Theoretically is it that internal reflection occurs within a solid sphere(which is considered to be the denser medium) if and only if the angle that is incident to the sphere at the air-sphere interface $(i) $ is equall to $90°$ and internal reflection will not occur if $i>90°$ or $i <90°$. (Regardless to the materials the sphere is made of).....

What a want to know is that if $i > 90°$ is possible?

Is there anyway $C $ can be greater if $i$ cannot exceed 90°?

Does internal reflection occur in a solid sphere if and only if $i= 90°$??..

I've added an image just to make it clear

Elaborated:-

When it comes to the refraction of light we know that when light travels from dense to rare and by any chance if the angle of incidence $(i) $ is greater than critical angle $(C) $ internal reflection takes place along with refraction....

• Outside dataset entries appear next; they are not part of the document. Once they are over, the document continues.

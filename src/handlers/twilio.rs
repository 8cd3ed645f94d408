//! Telephony platform webhooks
//!
//! - `/incoming-call` answers a new call with TwiML that opens the media stream
//! - `/twiml/transfer` answers a redirected call with the `<Dial>` document
//! - `/twilio/number-status` and `/twilio/dial-action` feed the Transfer Registry
//!
//! The platform sends form-encoded bodies and sometimes query parameters, so
//! every handler reads both through [`WebhookParams`].

use axum::{
    body::Bytes,
    extract::{RawQuery, State},
    http::{HeaderMap, StatusCode, header},
    response::{IntoResponse, Response},
};
use std::collections::HashMap;
use std::sync::Arc;
use tracing::{debug, info, warn};

use crate::core::transfer::{DEFAULT_DIAL_TIMEOUT_SECS, TransferStatus, TransferTwiml};
use crate::core::bridge::{CALL_SID_PARAM, CALLER_PHONE_PARAM};
use crate::errors::{AppError, AppResult};
use crate::state::AppState;
use crate::utils::{clean_e164, empty_twiml_response, escape_xml, validate_phone_number};
use crate::utils::xml::XML_PROLOG;

const TWIML_CONTENT_TYPE: &str = "text/xml";

/// Query string and form body of one webhook request
#[derive(Debug, Default)]
pub struct WebhookParams {
    query: HashMap<String, String>,
    form: HashMap<String, String>,
}

impl WebhookParams {
    pub fn parse(query: Option<&str>, body: &[u8]) -> Self {
        let decode = |bytes: &[u8]| {
            url::form_urlencoded::parse(bytes)
                .map(|(k, v)| (k.into_owned(), v.into_owned()))
                .collect::<HashMap<_, _>>()
        };
        Self {
            query: query.map(|q| decode(q.as_bytes())).unwrap_or_default(),
            form: decode(body),
        }
    }

    /// Non-empty form field
    pub fn form(&self, key: &str) -> Option<&str> {
        non_empty(self.form.get(key))
    }

    /// Non-empty query parameter
    pub fn query(&self, key: &str) -> Option<&str> {
        non_empty(self.query.get(key))
    }

    /// Call id for dial callbacks: `?call_sid=` first, then the form's `CallSid`.
    pub fn callback_call_sid(&self) -> Option<&str> {
        self.query("call_sid").or_else(|| self.form("CallSid"))
    }
}

fn non_empty(value: Option<&String>) -> Option<&str> {
    value.map(|v| v.trim()).filter(|v| !v.is_empty())
}

fn twiml(body: String) -> Response {
    (
        StatusCode::OK,
        [(header::CONTENT_TYPE, TWIML_CONTENT_TYPE)],
        body,
    )
        .into_response()
}

// =============================================================================
// Incoming call
// =============================================================================

/// Answer an incoming call by connecting it to `/media-stream`
///
/// The caller's number (`From`) and the call id (`CallSid`) ride along as
/// stream parameters, which is the only trusted path for the caller identity
/// into the media stream.
pub async fn incoming_call(
    State(state): State<Arc<AppState>>,
    headers: HeaderMap,
    RawQuery(query): RawQuery,
    body: Bytes,
) -> AppResult<Response> {
    let params = WebhookParams::parse(query.as_deref(), &body);

    let host = state
        .config
        .public_host
        .clone()
        .or_else(|| {
            headers
                .get(header::HOST)
                .and_then(|h| h.to_str().ok())
                .map(str::to_string)
        })
        .ok_or_else(|| AppError::BadRequest("Cannot determine the public host".to_string()))?;

    let caller_phone = params
        .form("From")
        .or_else(|| params.query("From"))
        .unwrap_or_default();
    let call_sid = params.form("CallSid").or_else(|| params.query("CallSid"));

    info!(caller_phone = %caller_phone, call_sid = ?call_sid, "Incoming call");

    Ok(twiml(connect_stream_twiml(&host, caller_phone, call_sid)))
}

fn connect_stream_twiml(host: &str, caller_phone: &str, call_sid: Option<&str>) -> String {
    let stream_url = format!("wss://{}/media-stream", host.trim_end_matches('/'));
    let mut twiml = format!(
        r#"{XML_PROLOG}<Response><Pause length="1"/><Connect><Stream url="{}">"#,
        escape_xml(&stream_url)
    );
    twiml.push_str(&format!(
        r#"<Parameter name="{CALLER_PHONE_PARAM}" value="{}"/>"#,
        escape_xml(caller_phone)
    ));
    if let Some(call_sid) = call_sid {
        twiml.push_str(&format!(
            r#"<Parameter name="{CALL_SID_PARAM}" value="{}"/>"#,
            escape_xml(call_sid)
        ));
    }
    twiml.push_str("</Stream></Connect></Response>");
    twiml
}

// =============================================================================
// Transfer
// =============================================================================

/// TwiML for a call redirected by the call-control client
///
/// `?target_number` names the destination; without one the first configured
/// transfer line is dialed. The transfer record is (re)marked `pending`.
pub async fn transfer_twiml(
    State(state): State<Arc<AppState>>,
    RawQuery(query): RawQuery,
    body: Bytes,
) -> AppResult<Response> {
    let params = WebhookParams::parse(query.as_deref(), &body);

    let call_sid = params
        .form("CallSid")
        .or_else(|| params.query("CallSid"))
        .unwrap_or_default();

    let destination = match params.query("target_number") {
        Some(target) => clean_e164(target),
        None => state
            .config
            .transfer_lines
            .values()
            .next()
            .cloned()
            .ok_or_else(|| AppError::BadRequest("target_number is required".to_string()))?,
    };
    let destination = validate_phone_number(&destination)
        .map_err(|e| AppError::BadRequest(format!("Invalid target_number: {e}")))?;

    let callback_base = state.config.callback_base().ok_or_else(|| {
        AppError::ServiceUnavailable("Transfer callback base is not configured".to_string())
    })?;

    if !call_sid.is_empty() {
        state.transfer_registry.set_pending(call_sid, &destination);
    }
    info!(call_sid = %call_sid, destination = %destination, "Serving transfer TwiML");

    let caller_id = state.config.twilio_caller_id.as_deref().map(clean_e164);
    let dial_timeout_secs =
        u32::try_from(state.config.dial_timeout_seconds).unwrap_or(DEFAULT_DIAL_TIMEOUT_SECS);

    let document = TransferTwiml {
        call_sid,
        destination: &destination,
        callback_base: &callback_base,
        caller_id: caller_id.as_deref(),
        dial_timeout_secs,
    }
    .render();

    Ok(twiml(document))
}

/// Per-leg status callback for the transfer's dialed number
pub async fn number_status(
    State(state): State<Arc<AppState>>,
    RawQuery(query): RawQuery,
    body: Bytes,
) -> StatusCode {
    let params = WebhookParams::parse(query.as_deref(), &body);
    let Some(call_sid) = params.callback_call_sid() else {
        warn!("Number status callback without a call id");
        return StatusCode::OK;
    };

    let reported = params
        .form("CallStatus")
        .or_else(|| params.form("DialCallStatus"))
        .or_else(|| params.form("CallEvent"))
        .unwrap_or("in-progress");

    match TransferStatus::parse(reported) {
        Some(status) => {
            let known = state.transfer_registry.set_status(call_sid, status);
            debug!(call_sid = %call_sid, status = %status, known, "Transfer leg status");
        }
        None => warn!(call_sid = %call_sid, status = %reported, "Unrecognized transfer status"),
    }

    StatusCode::OK
}

/// Final outcome of the `<Dial>` verb
pub async fn dial_action(
    State(state): State<Arc<AppState>>,
    RawQuery(query): RawQuery,
    body: Bytes,
) -> Response {
    let params = WebhookParams::parse(query.as_deref(), &body);

    if let (Some(call_sid), Some(reported)) =
        (params.callback_call_sid(), params.form("DialCallStatus"))
    {
        match TransferStatus::parse(reported) {
            Some(status) => {
                state.transfer_registry.set_status(call_sid, status);
                info!(call_sid = %call_sid, status = %status, "Transfer dial finished");
            }
            None => warn!(call_sid = %call_sid, status = %reported, "Unrecognized dial status"),
        }
    }

    twiml(empty_twiml_response())
}

#[cfg(test)]
mod tests {
    use super::*;

    #[test]
    fn test_webhook_params_prefers_query_call_sid() {
        let params = WebhookParams::parse(Some("call_sid=CA1"), b"CallSid=CA2&CallStatus=busy");
        assert_eq!(params.callback_call_sid(), Some("CA1"));
        assert_eq!(params.form("CallStatus"), Some("busy"));

        let params = WebhookParams::parse(None, b"CallSid=CA2");
        assert_eq!(params.callback_call_sid(), Some("CA2"));
    }

    #[test]
    fn test_webhook_params_ignores_blank_values() {
        let params = WebhookParams::parse(Some("call_sid="), b"CallSid=+&From=%2B14155550001");
        assert_eq!(params.callback_call_sid(), None);
        assert_eq!(params.form("From"), Some("+14155550001"));
    }

    #[test]
    fn test_connect_stream_twiml() {
        let twiml = connect_stream_twiml("bridge.example.com", "+14155550001", Some("CA1"));
        assert!(twiml.starts_with(XML_PROLOG));
        assert!(twiml.contains(r#"<Stream url="wss://bridge.example.com/media-stream">"#));
        assert!(twiml.contains(r#"<Parameter name="caller_phone" value="+14155550001"/>"#));
        assert!(twiml.contains(r#"<Parameter name="call_sid" value="CA1"/>"#));
    }

    #[test]
    fn test_connect_stream_twiml_escapes_and_omits_missing_sid() {
        let twiml = connect_stream_twiml("bridge.example.com", "<anon>", None);
        assert!(twiml.contains(r#"value="&lt;anon&gt;""#));
        assert!(!twiml.contains("call_sid"));
    }
}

So this means when the $(i)$ is closser to $C $ then intensity of Refracted light ray is greater than the intensity of the internally Reflected ray and the more the $i $ gets further away from $C $ intensity of internal reflected light increases where as intensity of Refracted light decreases right?.

So now if we consider a solid spherical ball with refractive index $n $ and $n1$ being the refractive index of the outer medium (say air) $(n> n_1 )$ ..... To find the $C $ at the sphere-air interface... we use \begin{eqnarray} n_1&\sin90°=n&\sin C\\ \end{eqnarray}

So solving this we get $C=n_1/n$ which is the critical angle.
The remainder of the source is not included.